Coder Social home page Coder Social logo

dtutils's Introduction

Package dtutils

Introduction

Efficient group-by processing functions for data.table written with Rcpp.

See:

na_fill_by

Description

Replace NA by constant, previous or next value, optionally by group

Usage

na_fill_by(dt, var = NULL, by = NULL, type = 1L, inplace = FALSE, fill = NA)

Arguments

Argument Description
dt a data.table
var name(s) of variable(s) with atomic values ; if 'var' is omitted, all variables not in 'by' are selected
by name(s) of variable(s) which determines groups (optional) ; if 'by' is ommitted, dt is considered as one group
type specifies type of filling : 0 constant 1 LOCF, 2 NOCB, 3 LOCF then NOCB. See note below.
inplace when inplace = TRUE, na_fill is compute inplace
fill when type=0, NA is replaced by this 'fill' value. For type = 1, 2 or 3, 'fill' is unused.

Value

a list with item for each var

Note

When type = 0 , all NA values are replaced by the fill value.

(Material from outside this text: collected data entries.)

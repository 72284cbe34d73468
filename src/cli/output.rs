//! CLI output formatting utilities.

use console::style;
use indicatif::{ProgressBar, ProgressStyle};

/// Output helper for CLI formatting.
pub struct Output;

impl Output {
    /// Print an info message.
    pub fn info(msg: &str) {
        eprintln!("{} {}", style(">>").cyan().bold(), msg);
    }

    /// Print a success message.
    pub fn success(msg: &str) {
        eprintln!("{} {}", style(">>").green().bold(), msg);
    }

    /// Print a warning message.
    pub fn warning(msg: &str) {
        eprintln!("{} {}", style(">>").yellow().bold(), msg);
    }

    /// Print an error message.
    pub fn error(msg: &str) {
        eprintln!("{} {}", style(">>").red().bold(), msg);
    }

    /// Print a header.
    pub fn header(msg: &str) {
        println!("\n{}", style(msg).bold().underlined());
    }

    /// Print a key-value pair.
    pub fn kv(key: &str, value: &str) {
        println!("  {}: {}", style(key).dim(), value);
    }

    /// Print what was fetched before generation starts.
    pub fn content_info(title: Option<&str>, preview_image_url: Option<&str>, chars: usize) {
        eprintln!(
            "  {} {} ({} chars)",
            style("*").cyan(),
            style(title.unwrap_or("Untitled")).bold(),
            chars
        );
        if let Some(url) = preview_image_url {
            eprintln!("    {}", style(url).dim());
        }
    }

    /// Create a spinner.
    pub fn spinner(msg: &str) -> ProgressBar {
        let pb = ProgressBar::new_spinner();
        pb.set_style(
            ProgressStyle::default_spinner()
                .template("{spinner:.green} {msg}")
                .unwrap_or_else(|_| ProgressStyle::default_spinner()),
        );
        pb.set_message(msg.to_string());
        pb.enable_steady_tick(std::time::Duration::from_millis(100));
        pb
    }
}

/// Shorten text to one line of at most `max_len` characters.
pub fn preview_line(content: &str, max_len: usize) -> String {
    let content = content.replace('\n', " ");
    if content.chars().count() <= max_len {
        content
    } else {
        let cut: String = content.chars().take(max_len).collect();
        format!("{}...", cut)
    }
}
//! Templates command - list instruction templates.

use crate::cli::output::preview_line;
use crate::cli::Output;
use crate::compose::{Composer, TemplateKey};
use crate::config::{Prompts, Settings};
use anyhow::Result;
use console::style;

/// One row of the template listing.
pub(crate) fn template_rows(composer: &Composer) -> Vec<(TemplateKey, String)> {
    TemplateKey::ALL
        .iter()
        .map(|key| {
            let phrase = composer
                .phrase(*key, None)
                .unwrap_or_else(|_| "(your own instruction, via --custom-prompt)".to_string());
            (*key, phrase)
        })
        .collect()
}

/// Run the templates command.
pub fn run_templates(settings: &Settings) -> Result<()> {
    let prompts = Prompts::load(
        settings.prompts.custom_dir.as_deref(),
        Some(&settings.prompts.variables),
    )?;
    let composer = Composer::new(prompts, settings.prompts.length_hint);

    Output::header("Templates");
    println!();
    for (key, phrase) in template_rows(&composer) {
        println!("  {:<22} {}", style(key.label()).bold(), preview_line(&phrase, 70));
    }
    println!();
    println!(
        "  {}",
        style("Pass a label to --template, e.g. --template \"key points\" or --template tl-dr").dim()
    );

    Ok(())
}

#[cfg(test)]
mod tests {
    use super::*;

    #[test]
    fn test_rows_cover_every_template() {
        let rows = template_rows(&Composer::default());
        assert_eq!(rows.len(), TemplateKey::ALL.len());
        assert_eq!(rows[0].1, "Summarize the following content:");
        assert!(rows.last().unwrap().1.contains("--custom-prompt"));
    }
}
//! Content source abstraction for Distill.
//!
//! Provides a trait-based interface for the places content can come from:
//! a video's caption track or a web page's visible text.

mod html;
mod page;
mod robots;
mod youtube;

pub use html::{extract_page, PageExtract, UNTITLED_PAGE};
pub use page::PageSource;
pub use robots::RobotsPolicy;
pub use youtube::{
    join_caption_segments, select_caption_track, CaptionTrack, TrackFormat, VideoInfo, VideoSource,
};

use crate::error::Result;
use async_trait::async_trait;
use serde::{Deserialize, Serialize};

/// Kind of content source.
#[derive(Debug, Clone, Copy, PartialEq, Eq, Serialize, Deserialize)]
#[serde(rename_all = "lowercase")]
pub enum SourceKind {
    Video,
    Page,
}

impl std::fmt::Display for SourceKind {
    fn fmt(&self, f: &mut std::fmt::Formatter<'_>) -> std::fmt::Result {
        match self {
            SourceKind::Video => write!(f, "video"),
            SourceKind::Page => write!(f, "page"),
        }
    }
}

impl std::str::FromStr for SourceKind {
    type Err = String;

    fn from_str(s: &str) -> std::result::Result<Self, Self::Err> {
        match s.to_lowercase().as_str() {
            "video" | "youtube" => Ok(SourceKind::Video),
            "page" | "web" => Ok(SourceKind::Page),
            _ => Err(format!("Unknown source kind: {}", s)),
        }
    }
}

/// Text acquired from a source, with whatever preview metadata it offers.
#[derive(Debug, Clone, Serialize, Deserialize)]
pub struct FetchedContent {
    /// The content itself. Never empty.
    pub text: String,
    /// Title of the video or page (if available).
    pub title: Option<String>,
    /// Thumbnail or preview image URL (if available).
    pub preview_image_url: Option<String>,
}

/// Trait for content source providers.
#[async_trait]
pub trait ContentSource: Send + Sync {
    /// Get the source kind.
    fn kind(&self) -> SourceKind;

    /// Check if this source can handle the given locator.
    fn can_handle(&self, locator: &str) -> bool;

    /// Fetch the content behind a locator. Failures are never retried.
    async fn fetch(&self, locator: &str) -> Result<FetchedContent>;
}

/// Guess the source kind for a locator: URLs on a YouTube host and bare
/// video IDs are videos, anything else with an http(s) scheme is a page.
pub fn detect_kind(locator: &str) -> Option<SourceKind> {
    if youtube::extract_video_id(locator).is_some() {
        return Some(SourceKind::Video);
    }

    let url = url::Url::parse(locator.trim()).ok()?;
    matches!(url.scheme(), "http" | "https").then_some(SourceKind::Page)
}

#[cfg(test)]
mod tests {
    use super::*;

    #[test]
    fn test_detect_kind() {
        assert_eq!(
            detect_kind("https://www.youtube.com/watch?v=dQw4w9WgXcQ"),
            Some(SourceKind::Video)
        );
        assert_eq!(detect_kind("dQw4w9WgXcQ"), Some(SourceKind::Video));
        assert_eq!(
            detect_kind("https://example.com/blog/post"),
            Some(SourceKind::Page)
        );
        assert_eq!(detect_kind("ftp://example.com/file"), None);
        assert_eq!(detect_kind("just some words"), None);
        assert_eq!(detect_kind("hello-world"), None);
        assert_eq!(
            detect_kind("https://example.com/?u=youtu.be/dQw4w9WgXcQ"),
            Some(SourceKind::Page)
        );
    }

    #[test]
    fn test_source_kind_from_str() {
        assert_eq!("Video".parse::<SourceKind>(), Ok(SourceKind::Video));
        assert_eq!("web".parse::<SourceKind>(), Ok(SourceKind::Page));
        assert!("podcast".parse::<SourceKind>().is_err());
    }
}
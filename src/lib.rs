//! Distill - summaries, notes and charts from videos and web pages
//!
//! Fetches a video's spoken transcript or a web page's visible text, asks a
//! large-language-model service to transform it with an instruction template,
//! and renders the result as text or as a chart.
//!
//! # Architecture
//!
//! One run is a linear pipeline:
//!
//! - `session` - the user's choices for one run
//! - `source` - content fetchers (video captions, web pages with robots.txt checks)
//! - `compose` - instruction templates and composition
//! - `generation` - LLM backends (Anthropic, OpenAI)
//! - `render` - text passthrough, or a declarative chart drawn as SVG
//! - `orchestrator` - runs a session through the stages in order
//!
//! # Example
//!
//! ```rust,no_run
//! use distill::config::Settings;
//! use distill::orchestrator::Orchestrator;
//! use distill::render::RenderedOutput;
//! use distill::session::Session;
//!
//! #[tokio::main]
//! async fn main() -> anyhow::Result<()> {
//!     let settings = Settings::load()?;
//!     let session = Session::new("https://www.youtube.com/watch?v=dQw4w9WgXcQ")
//!         .with_env_credential(&settings);
//!     let orchestrator = Orchestrator::new(settings)?;
//!
//!     let outcome = orchestrator.run(&session, |stage| eprintln!("{}", stage)).await?;
//!     if let RenderedOutput::Text(text) = outcome.rendered {
//!         println!("{}", text);
//!     }
//!
//!     Ok(())
//! }
//! ```

pub mod cli;
pub mod compose;
pub mod config;
pub mod error;
pub mod generation;
pub mod http;
pub mod orchestrator;
pub mod render;
pub mod session;
pub mod source;

pub use error::{DistillError, Result};
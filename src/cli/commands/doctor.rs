//! Doctor command - verify system requirements and configuration.

use crate::cli::Output;
use crate::config::Settings;
use crate::generation::Backend;
use console::style;
use std::path::Path;
use std::process::Command;

/// Check result for a single item.
#[derive(Debug)]
pub struct CheckResult {
    pub name: String,
    pub status: CheckStatus,
    pub message: String,
    pub hint: Option<String>,
}

#[derive(Debug, PartialEq)]
pub enum CheckStatus {
    Ok,
    Warning,
    Error,
}

impl CheckResult {
    fn ok(name: &str, message: &str) -> Self {
        Self {
            name: name.to_string(),
            status: CheckStatus::Ok,
            message: message.to_string(),
            hint: None,
        }
    }

    fn warning(name: &str, message: &str, hint: &str) -> Self {
        Self {
            name: name.to_string(),
            status: CheckStatus::Warning,
            message: message.to_string(),
            hint: Some(hint.to_string()),
        }
    }

    fn error(name: &str, message: &str, hint: &str) -> Self {
        Self {
            name: name.to_string(),
            status: CheckStatus::Error,
            message: message.to_string(),
            hint: Some(hint.to_string()),
        }
    }

    fn print(&self) {
        let icon = match self.status {
            CheckStatus::Ok => style("✓").green(),
            CheckStatus::Warning => style("!").yellow(),
            CheckStatus::Error => style("✗").red(),
        };

        println!("  {} {} - {}", icon, style(&self.name).bold(), self.message);

        if let Some(hint) = &self.hint {
            println!("    {} {}", style("→").dim(), style(hint).dim());
        }
    }
}

/// Run all diagnostic checks.
pub fn run_doctor(settings: &Settings, config_path: &Path) -> anyhow::Result<()> {
    Output::header("Distill Doctor");
    println!();

    let mut checks = Vec::new();

    println!("{}", style("External Tools").bold());
    let tool_check = check_tool(&settings.video.yt_dlp_path, install_hint_ytdlp());
    tool_check.print();
    checks.push(tool_check);

    println!();

    println!("{}", style("API Keys").bold());
    for backend in Backend::ALL {
        let check = check_api_key(
            backend,
            std::env::var(backend.env_var()).ok().as_deref(),
            backend == settings.generation.backend,
        );
        check.print();
        checks.push(check);
    }

    println!();

    println!("{}", style("Configuration").bold());
    let config_check = check_config_file(config_path);
    config_check.print();
    checks.push(config_check);

    println!();

    let errors = checks.iter().filter(|c| c.status == CheckStatus::Error).count();
    let warnings = checks.iter().filter(|c| c.status == CheckStatus::Warning).count();

    if errors > 0 {
        Output::error(&format!("{} error(s) found.", errors));
        anyhow::bail!("doctor found {} error(s)", errors);
    } else if warnings > 0 {
        Output::warning(&format!("All checks passed with {} warning(s).", warnings));
    } else {
        Output::success("All checks passed! Distill is ready to use.");
    }

    Ok(())
}

/// Check if an external tool is available.
fn check_tool(name: &str, hint: &str) -> CheckResult {
    match Command::new(name).arg("--version").output() {
        Ok(output) if output.status.success() => {
            let version = String::from_utf8_lossy(&output.stdout)
                .lines()
                .next()
                .unwrap_or("installed")
                .trim()
                .to_string();
            CheckResult::ok(name, &version)
        }
        Ok(_) => CheckResult::error(name, "installed but not working", hint),
        Err(e) if e.kind() == std::io::ErrorKind::NotFound => {
            CheckResult::warning(name, "not found (needed for video transcripts)", hint)
        }
        Err(e) => CheckResult::error(name, &format!("error: {}", e), hint),
    }
}

/// Check a backend's API key. Only the configured backend's key is required.
fn check_api_key(backend: Backend, value: Option<&str>, required: bool) -> CheckResult {
    let name = backend.env_var();
    let hint = format!("Set with: export {}=... or pass --api-key", name);

    match value.map(str::trim) {
        Some(key) if key.chars().count() > 12 => {
            let chars: Vec<char> = key.chars().collect();
            let head: String = chars[..4].iter().collect();
            let tail: String = chars[chars.len() - 4..].iter().collect();
            let masked = format!("{}...{}", head, tail);
            CheckResult::ok(name, &format!("configured ({})", masked))
        }
        Some(key) if !key.is_empty() => {
            CheckResult::warning(name, "set but looks too short", &hint)
        }
        _ if required => CheckResult::error(name, "not set (default backend)", &hint),
        _ => CheckResult::warning(name, "not set", &hint),
    }
}

/// Check if the config file exists.
fn check_config_file(config_path: &Path) -> CheckResult {
    if config_path.exists() {
        CheckResult::ok("Config file", &format!("{}", config_path.display()))
    } else {
        CheckResult::warning(
            "Config file",
            "using defaults",
            "Create with: distill config init",
        )
    }
}

/// Platform-specific install hint for yt-dlp.
fn install_hint_ytdlp() -> &'static str {
    if cfg!(target_os = "macos") {
        "Install with: brew install yt-dlp"
    } else if cfg!(target_os = "linux") {
        "Install with: pip install yt-dlp (or your package manager)"
    } else {
        "Install from: https://github.com/yt-dlp/yt-dlp"
    }
}
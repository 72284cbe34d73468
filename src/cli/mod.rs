//! CLI module for Distill.

pub mod commands;
mod output;
pub mod preflight;

pub use output::Output;

use crate::compose::{OutputMode, TemplateKey};
use crate::generation::Backend;
use crate::source::SourceKind;
use clap::{Parser, Subcommand};

/// Distill - summaries, notes and charts from videos and web pages
///
/// Fetches a video's transcript or a page's text and asks an LLM to
/// transform it with one of a set of instruction templates.
#[derive(Parser, Debug)]
#[command(name = "distill")]
#[command(version, about, long_about = None)]
pub struct Cli {
    /// Increase verbosity (-v for info, -vv for debug, -vvv for trace)
    #[arg(short, long, action = clap::ArgAction::Count, global = true)]
    pub verbose: u8,

    /// Path to configuration file
    #[arg(short, long, global = true)]
    pub config: Option<String>,

    #[command(subcommand)]
    pub command: Commands,
}

/// Options for a single run.
#[derive(clap::Args, Debug)]
pub struct RunArgs {
    /// YouTube URL/ID, or web page URL
    pub locator: String,

    /// Source kind (video, page); detected from the locator if omitted
    #[arg(short, long)]
    pub source: Option<SourceKind>,

    /// Instruction template (see `distill templates`)
    #[arg(short, long, default_value = "summary")]
    pub template: TemplateKey,

    /// Instruction text for the Custom template (implies --template custom)
    #[arg(long)]
    pub custom_prompt: Option<String>,

    /// Output mode (summary, diagram)
    #[arg(long, default_value = "summary")]
    pub mode: OutputMode,

    /// Generation backend (anthropic, openai); defaults to the configured one
    #[arg(short, long)]
    pub backend: Option<Backend>,

    /// Model identifier; defaults to the backend's configured model
    #[arg(short, long)]
    pub model: Option<String>,

    /// Upper bound on generated tokens (100-4000)
    #[arg(long, value_parser = clap::value_parser!(u32).range(100..=4000))]
    pub max_tokens: Option<u32>,

    /// API key; falls back to ANTHROPIC_API_KEY or OPENAI_API_KEY for the chosen backend
    #[arg(long)]
    pub api_key: Option<String>,

    /// Copy the generated text to the clipboard
    #[arg(long)]
    pub copy: bool,

    /// Where to write the chart in diagram mode (defaults to output.chart_path)
    #[arg(long)]
    pub chart_out: Option<String>,

    /// Print the run outcome as JSON
    #[arg(long)]
    pub json: bool,
}

#[derive(Subcommand, Debug)]
pub enum Commands {
    /// Fetch content and transform it with an LLM
    Run(RunArgs),

    /// List the available instruction templates
    Templates,

    /// Start the browser form and JSON API
    Serve {
        /// Host to bind to
        #[arg(long, default_value = "127.0.0.1")]
        host: String,

        /// Port to bind to
        #[arg(short, long, default_value = "3000")]
        port: u16,
    },

    /// Check system requirements and configuration
    Doctor,

    /// Manage configuration
    Config {
        #[command(subcommand)]
        action: ConfigAction,
    },
}

#[derive(Subcommand, Debug)]
pub enum ConfigAction {
    /// Show current configuration
    Show,

    /// Write a configuration file with default values
    Init {
        /// Overwrite an existing file
        #[arg(short, long)]
        force: bool,
    },

    /// Show configuration file path
    Path,
}

#[cfg(test)]
mod tests {
    use super::*;

    #[test]
    fn test_parse_run_flags() {
        let cli = Cli::try_parse_from([
            "distill",
            "-v",
            "run",
            "https://example.com/post",
            "--template",
            "tl-dr",
            "--mode",
            "diagram",
            "--backend",
            "openai",
            "--max-tokens",
            "250",
        ])
        .unwrap();

        assert_eq!(cli.verbose, 1);
        let Commands::Run(args) = cli.command else {
            panic!("expected run command");
        };
        assert_eq!(args.template, TemplateKey::TlDr);
        assert_eq!(args.mode, OutputMode::Diagram);
        assert_eq!(args.backend, Some(Backend::OpenAi));
        assert_eq!(args.max_tokens, Some(250));
        assert!(args.source.is_none());
    }

    #[test]
    fn test_max_tokens_out_of_range_rejected() {
        for value in ["99", "4001"] {
            assert!(Cli::try_parse_from(["distill", "run", "x", "--max-tokens", value]).is_err());
        }
    }
}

Ex with 'fill = 0' : c(NA, 1, NA, NA, 2, NA, 3, NA) gives c(0, 1, 0, 0, 2, 0, 3, 0)

When type = 1 , LOCF = Last Observation Carried Forward. Ex : c(NA, 1, NA, NA, 2, NA, 3, NA) gives c(NA, 1, 1, 1, 2, 2, 3, 3)

When type = 2 , NOCB = Next Observation Carried Backward. Ex : c(NA, 1, NA, NA, 2, NA, 3, NA) gives c(1, 1, 2, 2, 2, 3, 3, NA)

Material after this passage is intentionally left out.